▶ WORK INSTRUCTION:
Print every record exactly.

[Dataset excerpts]
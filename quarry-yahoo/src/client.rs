use reqwest::StatusCode;
use reqwest::header::{COOKIE, HeaderMap, HeaderValue, RETRY_AFTER};
use serde_json::Value;
use url::Url;

use quarry_core::QuarryError;

use crate::config::YahooConfig;

/// Shared HTTP client for every Yahoo source. Immutable once built.
#[derive(Debug, Clone)]
pub struct YahooClient {
    http: reqwest::Client,
    base: Url,
    crumb: Option<String>,
}

impl YahooClient {
    /// Build a client from configuration.
    ///
    /// # Errors
    /// Returns `InvalidConfig` for an unparseable base URL or cookie, or when the
    /// underlying HTTP client cannot be constructed.
    pub fn new(config: &YahooConfig) -> Result<Self, QuarryError> {
        let base = Url::parse(&config.base_url)
            .map_err(|e| QuarryError::InvalidConfig(format!("base_url: {e}")))?;
        let mut headers = HeaderMap::new();
        if let Some(cookie) = &config.cookie {
            let value = HeaderValue::from_str(cookie)
                .map_err(|e| QuarryError::InvalidConfig(format!("cookie: {e}")))?;
            headers.insert(COOKIE, value);
        }
        let http = reqwest::Client::builder()
            .user_agent(config.user_agent.clone())
            .default_headers(headers)
            .timeout(config.timeout)
            .build()
            .map_err(|e| QuarryError::InvalidConfig(format!("http client: {e}")))?;
        Ok(Self {
            http,
            base,
            crumb: config.crumb.clone(),
        })
    }

    /// GET `path` with `query` and decode the body as JSON.
    ///
    /// `source` names the calling source in errors. Status mapping: 401/403 become
    /// `Unauthorized`, 404 `NotFound`, 429 `RateLimited`, any other non-success status
    /// `Connector`.
    pub(crate) async fn get_json(
        &self,
        source: &str,
        path: &str,
        query: &[(&str, String)],
    ) -> Result<Value, QuarryError> {
        let mut url = self
            .base
            .join(path)
            .map_err(|e| QuarryError::InvalidConfig(format!("url for {path}: {e}")))?;
        {
            let mut pairs = url.query_pairs_mut();
            for (k, v) in query {
                pairs.append_pair(k, v);
            }
            if let Some(crumb) = &self.crumb {
                pairs.append_pair("crumb", crumb);
            }
        }

        #[cfg(feature = "tracing")]
        tracing::debug!(source, path, "yahoo request");

        let resp = self.http.get(url).send().await.map_err(|e| {
            if e.is_timeout() {
                QuarryError::provider_timeout(source)
            } else {
                QuarryError::connector(source, format!("transport: {e}"))
            }
        })?;

        let status = resp.status();
        let retry_after_ms = resp
            .headers()
            .get(RETRY_AFTER)
            .and_then(|v| v.to_str().ok())
            .and_then(|s| s.trim().parse::<u64>().ok())
            .map(|secs| secs.saturating_mul(1000));
        let body = resp
            .text()
            .await
            .map_err(|e| QuarryError::connector(source, format!("body: {e}")))?;

        match status {
            s if s.is_success() => serde_json::from_str(&body)
                .map_err(|e| QuarryError::Data(format!("{source}: invalid json: {e}"))),
            StatusCode::UNAUTHORIZED | StatusCode::FORBIDDEN => Err(QuarryError::unauthorized(
                source,
                format!("status {status}"),
            )),
            StatusCode::NOT_FOUND => Err(QuarryError::not_found(format!("{source} {path}"))),
            StatusCode::TOO_MANY_REQUESTS => Err(QuarryError::rate_limited(source, retry_after_ms)),
            _ => Err(QuarryError::connector(source, format!("status {status}"))),
        }
    }
}

/// Unwrap `{<envelope>: {"result": [first], "error": ...}}`.
///
/// Returns `Ok(None)` when the provider reports the symbol as unknown (`Not Found`
/// error code or an empty/null result list).
pub(crate) fn first_result<'a>(
    source: &str,
    body: &'a Value,
    envelope: &str,
) -> Result<Option<&'a Value>, QuarryError> {
    let Some(env) = body.get(envelope) else {
        return Err(QuarryError::Data(format!("{source}: missing `{envelope}`")));
    };
    if let Some(err) = env.get("error").filter(|e| !e.is_null()) {
        let code = err.get("code").and_then(Value::as_str).unwrap_or_default();
        if code.eq_ignore_ascii_case("not found") {
            return Ok(None);
        }
        let description = err
            .get("description")
            .and_then(Value::as_str)
            .unwrap_or(code);
        return Err(QuarryError::connector(source, description.to_string()));
    }
    Ok(env
        .get("result")
        .and_then(Value::as_array)
        .and_then(|r| r.first()))
}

▶ FINISHED TASK:
filename quarry-yahoo/src/client.rs
use reqwest::StatusCode;
use reqwest::header::{COOKIE, HeaderMap, HeaderValue, RETRY_AFTER};
use serde_json::Value;
use url::Url;

use quarry_core::QuarryError;

use crate::config::YahooConfig;

/// Shared HTTP client for every Yahoo source. Immutable once built.
#[derive(Debug, Clone)]
pub struct YahooClient {
    http: reqwest::Client,
    base: Url,
    crumb: Option<String>,
}

impl YahooClient {
    /// Build a client from configuration.
    ///
    /// # Errors
    /// Returns `InvalidConfig` for an unparseable base URL or cookie, or when the
    /// underlying HTTP client cannot be constructed.
    pub fn new(config: &YahooConfig) -> Result<Self, QuarryError> {
        let base = Url::parse(&config.base_url)
            .map_err(|e| QuarryError::InvalidConfig(format!("base_url: {e}")))?;
        let mut headers = HeaderMap::new();
        if let Some(cookie) = &config.cookie {
            let value = HeaderValue::from_str(cookie)
                .map_err(|e| QuarryError::InvalidConfig(format!("cookie: {e}")))?;
            headers.insert(COOKIE, value);
        }
        let http = reqwest::Client::builder()
            .user_agent(config.user_agent.clone())
            .default_headers(headers)
            .timeout(config.timeout)
            .build()
            .map_err(|e| QuarryError::InvalidConfig(format!("http client: {e}")))?;
        Ok(Self {
            http,
            base,
            crumb: config.crumb.clone(),
        })
    }

    /// GET `path` with `query` and decode the body as JSON.
    ///
    /// `source` names the calling source in errors. Status mapping: 401/403 become
    /// `Unauthorized`, 404 `NotFound`, 429 `RateLimited`, any other non-success status
    /// `Connector`.
    pub(crate) async fn get_json(
        &self,
        source: &str,
        path: &str,
        query: &[(&str, String)],
    ) -> Result<Value, QuarryError> {
        let mut url = self
            .base
            .join(path)
            .map_err(|e| QuarryError::InvalidConfig(format!("url for {path}: {e}")))?;
        {
            let mut pairs = url.query_pairs_mut();
            for (k, v) in query {
                pairs.append_pair(k, v);
            }
            if let Some(crumb) = &self.crumb {
                pairs.append_pair("crumb", crumb);
            }
        }

        #[cfg(feature = "tracing")]
        tracing::debug!(source, path, "yahoo request");

        let resp = self.http.get(url).send().await.map_err(|e| {
            if e.is_timeout() {
                QuarryError::provider_timeout(source)
            } else {
                QuarryError::connector(source, format!("transport: {e}"))
            }
        })?;

        let status = resp.status();
        let retry_after_ms = resp
            .headers()
            .get(RETRY_AFTER)
            .and_then(|v| v.to_str().ok())
            .and_then(|s| s.trim().parse::<u64>().ok())
            .map(|secs| secs.saturating_mul(1000));
        let body = resp
            .text()
            .await
            .map_err(|e| QuarryError::connector(source, format!("body: {e}")))?;

        match status {
            s if s.is_success() => serde_json::from_str(&body)
                .map_err(|e| QuarryError::Data(format!("{source}: invalid json: {e}"))),
            StatusCode::UNAUTHORIZED | StatusCode::FORBIDDEN => Err(QuarryError::unauthorized(
                source,
                format!("status {status}"),
            )),
            StatusCode::NOT_FOUND => Err(QuarryError::not_found(format!("{source} {path}"))),
            StatusCode::TOO_MANY_REQUESTS => Err(QuarryError::rate_limited(source, retry_after_ms)),
            _ => Err(QuarryError::connector(source, format!("status {status}"))),
        }
    }
}

/// Unwrap `{<envelope>: {"result": [first], "error": ...}}`.
///
/// Returns `Ok(None)` when the provider reports the symbol as unknown (`Not Found`
/// error code or an empty/null result list).
pub(crate) fn first_result<'a>(
    source: &str,
    body: &'a Value,
    envelope: &str,
) -> Result<Option<&'a Value>, QuarryError> {
    let Some(env) = body.get(envelope) else {
        return Err(QuarryError::Data(format!("{source}: missing `{envelope}`")));
    };
    if let Some(err) = env.get("error").filter(|e| !e.is_null()) {
        let code = err.get("code").and_then(Value::as_str).unwrap_or_default();
        if code.eq_ignore_ascii_case("not found") {
            return Ok(None);
        }
        let description = err
            .get("description")
            .and_then(Value::as_str)
            .unwrap_or(code);
        return Err(QuarryError::connector(source, description.to_string()));
    }
    Ok(env
        .get("result")
        .and_then(Value::as_array)
        .and_then(|r| r.first()))
}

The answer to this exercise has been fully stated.